[Collected data]
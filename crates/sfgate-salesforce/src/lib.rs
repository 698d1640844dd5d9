//! # sfgate-salesforce
//!
//! Salesforce access for the gateway: per-request credentials, the
//! connector/session capability traits, and a `reqwest` implementation that
//! logs in through the SOAP partner API and then speaks REST.
//!
//! ```no_run
//! use sfgate_salesforce::{ClientSettings, CredentialHeaders, RestConnector, SalesforceConnector};
//!
//! # async fn demo() -> Result<(), Box<dyn std::error::Error>> {
//! let connector = RestConnector::new(ClientSettings::default())?;
//! let credentials = CredentialHeaders {
//!     username: Some("user@example.com".into()),
//!     password: Some("hunter2".into()),
//!     security_token: Some("abc123".into()),
//!     login_url: None,
//! }
//! .parse(sfgate_salesforce::DEFAULT_LOGIN_URL)?;
//!
//! let session = connector.login(&credentials).await?;
//! let rows = session.query("SELECT Id FROM Account LIMIT 1").await?;
//! println!("{rows:#}");
//! # Ok(())
//! # }
//! ```

/// Default Salesforce API version used for SOAP login and REST calls.
pub const DEFAULT_API_VERSION: &str = "62.0";

/// Production login host.
pub const DEFAULT_LOGIN_URL: &str = "https://login.salesforce.com";

/// Default connection timeout for outbound requests (15 seconds).
pub const DEFAULT_CONNECT_TIMEOUT_SECS: u64 = 15;

/// Default request timeout for outbound requests (120 seconds).
pub const DEFAULT_REQUEST_TIMEOUT_SECS: u64 = 120;

pub mod client;
pub mod connector;
pub mod credentials;
mod error;
pub mod metadata;
mod soap;

pub use client::{ClientSettings, RestConnector, RestSession};
pub use connector::{SalesforceConnector, SalesforceSession};
pub use credentials::{CredentialError, CredentialHeaders, Credentials};
pub use error::SalesforceError;
pub use metadata::MetadataType;
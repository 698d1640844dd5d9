//! HTTP/JSON-RPC transport adapter for the gateway.
//! Exposes MCP over `POST /mcp`, plus `/health`, `/` and `/tools`.
//! `tools/call` may be gated by a shared secret in `x-secret-key`.

pub mod auth;
mod credentials;
mod error;
pub mod router;
pub mod server;

pub use auth::SecretPolicy;
pub use error::HttpTransportError;
pub use router::{build_router, AppState};
pub use server::HttpServer;
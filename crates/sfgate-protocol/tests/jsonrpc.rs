//! Integration tests for JSON-RPC 2.0 envelope types.

use sfgate_protocol::{
    error_codes, JsonRpcErrorResponse, JsonRpcRequest, JsonRpcResponse, RequestId,
};
use serde_json::json;

#[test]
fn request_serialization() {
    let req = JsonRpcRequest::new(RequestId::Number(1.into()), "tools/list", None);
    let json = serde_json::to_string(&req).unwrap();
    assert!(json.contains("\"jsonrpc\":\"2.0\""));
    assert!(json.contains("\"method\":\"tools/list\""));
}

#[test]
fn response_roundtrip() {
    let resp = JsonRpcResponse::success(
        RequestId::String("abc".into()),
        serde_json::json!({"tools": []}),
    );
    let json = serde_json::to_string(&resp).unwrap();
    let back: JsonRpcResponse = serde_json::from_str(&json).unwrap();
    assert_eq!(back.id, RequestId::String("abc".into()));
}

#[test]
fn error_response_structure() {
    let err = JsonRpcErrorResponse::error(
        RequestId::Number(1.into()),
        error_codes::METHOD_NOT_FOUND,
        "method not found",
    );
    assert_eq!(err.error.code, -32601);
    assert_eq!(err.error.message, "method not found");
    assert!(err.error.data.is_none());
}

#[test]
fn error_data_omitted_from_wire() {
    let err = JsonRpcErrorResponse::error(RequestId::Null, error_codes::AUTH_ERROR, "nope");
    let v = serde_json::to_value(&err).expect("ser");
    assert!(v["error"].get("data").is_none());
    assert!(v["id"].is_null());
}

#[test]
fn all_error_codes_are_negative() {
    for code in [
        error_codes::PARSE_ERROR,
        error_codes::INVALID_REQUEST,
        error_codes::METHOD_NOT_FOUND,
        error_codes::INVALID_PARAMS,
        error_codes::INTERNAL_ERROR,
        error_codes::AUTH_ERROR,
    ] {
        assert!(code < 0, "{code} must be negative");
    }
}

#[test]
fn request_without_version_or_id_is_accepted() {
    let req: JsonRpcRequest =
        serde_json::from_value(json!({"method": "tools/list", "params": {}})).expect("de");
    assert_eq!(req.jsonrpc, "2.0");
    assert_eq!(req.id, RequestId::Null);
}

#[test]
fn explicit_null_id_is_null() {
    let req: JsonRpcRequest =
        serde_json::from_value(json!({"id": null, "method": "initialize"})).expect("de");
    assert_eq!(req.id, RequestId::Null);
}

#[test]
fn request_id_number_vs_string() {
    assert_ne!(RequestId::Number(1.into()), RequestId::String("1".into()));
    assert_eq!(RequestId::Number(42.into()), RequestId::Number(42.into()));
}
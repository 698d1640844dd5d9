//! # sfgate-mcp
//!
//! MCP method dispatch handler (APPLICATION layer).
//!
//! Provides `McpHandler` and `JsonRpcOutput` for routing JSON-RPC requests
//! to the four Salesforce operations, plus the closed `Tool` registry.

mod dispatch;
pub mod handler;
pub mod tools;

pub use handler::{JsonRpcOutput, McpHandler, SERVICE_NAME};
pub use tools::{Tool, ToolCall};
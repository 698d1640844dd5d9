//! # sfgate-config
//!
//! Configuration management for the gateway.
//! Supports layered config: defaults -> file -> env vars.

pub mod loader;
pub mod schema;

pub use loader::{load_config, ConfigError};
pub use schema::GatewayConfig;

_AIM OF THE TASK_
Retyping the data above exactly and in full is the task.

_WRITTEN RESPONSE_
filename crates/sfgate-salesforce/src/lib.rs
repository 698d1640844dd5d9
//! # sfgate-salesforce
//!
//! Salesforce access for the gateway: per-request credentials, the
//! connector/session capability traits, and a `reqwest` implementation that
//! logs in through the SOAP partner API and then speaks REST.
//!
//! ```no_run
//! use sfgate_salesforce::{ClientSettings, CredentialHeaders, RestConnector, SalesforceConnector};
//!
//! # async fn demo() -> Result<(), Box<dyn std::error::Error>> {
//! let connector = RestConnector::new(ClientSettings::default())?;
//! let credentials = CredentialHeaders {
//!     username: Some("user@example.com".into()),
//!     password: Some("hunter2".into()),
//!     security_token: Some("abc123".into()),
//!     login_url: None,
//! }
//! .parse(sfgate_salesforce::DEFAULT_LOGIN_URL)?;
//!
//! let session = connector.login(&credentials).await?;
//! let rows = session.query("SELECT Id FROM Account LIMIT 1").await?;
//! println!("{rows:#}");
//! # Ok(())
//! # }
//! ```

/// Default Salesforce API version used for SOAP login and REST calls.
pub const DEFAULT_API_VERSION: &str = "62.0";

/// Production login host.
pub const DEFAULT_LOGIN_URL: &str = "https://login.salesforce.com";

/// Default connection timeout for outbound requests (15 seconds).
pub const DEFAULT_CONNECT_TIMEOUT_SECS: u64 = 15;

/// Default request timeout for outbound requests (120 seconds).
pub const DEFAULT_REQUEST_TIMEOUT_SECS: u64 = 120;

pub mod client;
pub mod connector;
pub mod credentials;
mod error;
pub mod metadata;
mod soap;

pub use client::{ClientSettings, RestConnector, RestSession};
pub use connector::{SalesforceConnector, SalesforceSession};
pub use credentials::{CredentialError, CredentialHeaders, Credentials};
pub use error::SalesforceError;
pub use metadata::MetadataType;
repository 698d1640844dd5d9
//! HTTP/JSON-RPC transport adapter for the gateway.
//! Exposes MCP over `POST /mcp`, plus `/health`, `/` and `/tools`.
//! `tools/call` may be gated by a shared secret in `x-secret-key`.

pub mod auth;
mod credentials;
mod error;
pub mod router;
pub mod server;

pub use auth::SecretPolicy;
pub use error::HttpTransportError;
pub use router::{build_router, AppState};
pub use server::HttpServer;
filename crates/sfgate-protocol/tests/jsonrpc.rs
//! Integration tests for JSON-RPC 2.0 envelope types.

use sfgate_protocol::{
    error_codes, JsonRpcErrorResponse, JsonRpcRequest, JsonRpcResponse, RequestId,
};
use serde_json::json;

#[test]
fn request_serialization() {
    let req = JsonRpcRequest::new(RequestId::Number(1.into()), "tools/list", None);
    let json = serde_json::to_string(&req).unwrap();
    assert!(json.contains("\"jsonrpc\":\"2.0\""));
    assert!(json.contains("\"method\":\"tools/list\""));
}

#[test]
fn response_roundtrip() {
    let resp = JsonRpcResponse::success(
        RequestId::String("abc".into()),
        serde_json::json!({"tools": []}),
    );
    let json = serde_json::to_string(&resp).unwrap();
    let back: JsonRpcResponse = serde_json::from_str(&json).unwrap();
    assert_eq!(back.id, RequestId::String("abc".into()));
}

#[test]
fn error_response_structure() {
    let err = JsonRpcErrorResponse::error(
        RequestId::Number(1.into()),
        error_codes::METHOD_NOT_FOUND,
        "method not found",
    );
    assert_eq!(err.error.code, -32601);
    assert_eq!(err.error.message, "method not found");
    assert!(err.error.data.is_none());
}

#[test]
fn error_data_omitted_from_wire() {
    let err = JsonRpcErrorResponse::error(RequestId::Null, error_codes::AUTH_ERROR, "nope");
    let v = serde_json::to_value(&err).expect("ser");
    assert!(v["error"].get("data").is_none());
    assert!(v["id"].is_null());
}

#[test]
fn all_error_codes_are_negative() {
    for code in [
        error_codes::PARSE_ERROR,
        error_codes::INVALID_REQUEST,
        error_codes::METHOD_NOT_FOUND,
        error_codes::INVALID_PARAMS,
        error_codes::INTERNAL_ERROR,
        error_codes::AUTH_ERROR,
    ] {
        assert!(code < 0, "{code} must be negative");
    }
}

#[test]
fn request_without_version_or_id_is_accepted() {
    let req: JsonRpcRequest =
        serde_json::from_value(json!({"method": "tools/list", "params": {}})).expect("de");
    assert_eq!(req.jsonrpc, "2.0");
    assert_eq!(req.id, RequestId::Null);
}

#[test]
fn explicit_null_id_is_null() {
    let req: JsonRpcRequest =
        serde_json::from_value(json!({"id": null, "method": "initialize"})).expect("de");
    assert_eq!(req.id, RequestId::Null);
}

#[test]
fn request_id_number_vs_string() {
    assert_ne!(RequestId::Number(1.into()), RequestId::String("1".into()));
    assert_eq!(RequestId::Number(42.into()), RequestId::Number(42.into()));
}
repository 698d1640844dd5d9
//! # sfgate-mcp
//!
//! MCP method dispatch handler (APPLICATION layer).
//!
//! Provides `McpHandler` and `JsonRpcOutput` for routing JSON-RPC requests
//! to the four Salesforce operations, plus the closed `Tool` registry.

mod dispatch;
pub mod handler;
pub mod tools;

pub use handler::{JsonRpcOutput, McpHandler, SERVICE_NAME};
pub use tools::{Tool, ToolCall};
repository 698d1640844dd5d9
//! # sfgate-config
//!
//! Configuration management for the gateway.
//! Supports layered config: defaults -> file -> env vars.

pub mod loader;
pub mod schema;

pub use loader::{load_config, ConfigError};
pub use schema::GatewayConfig;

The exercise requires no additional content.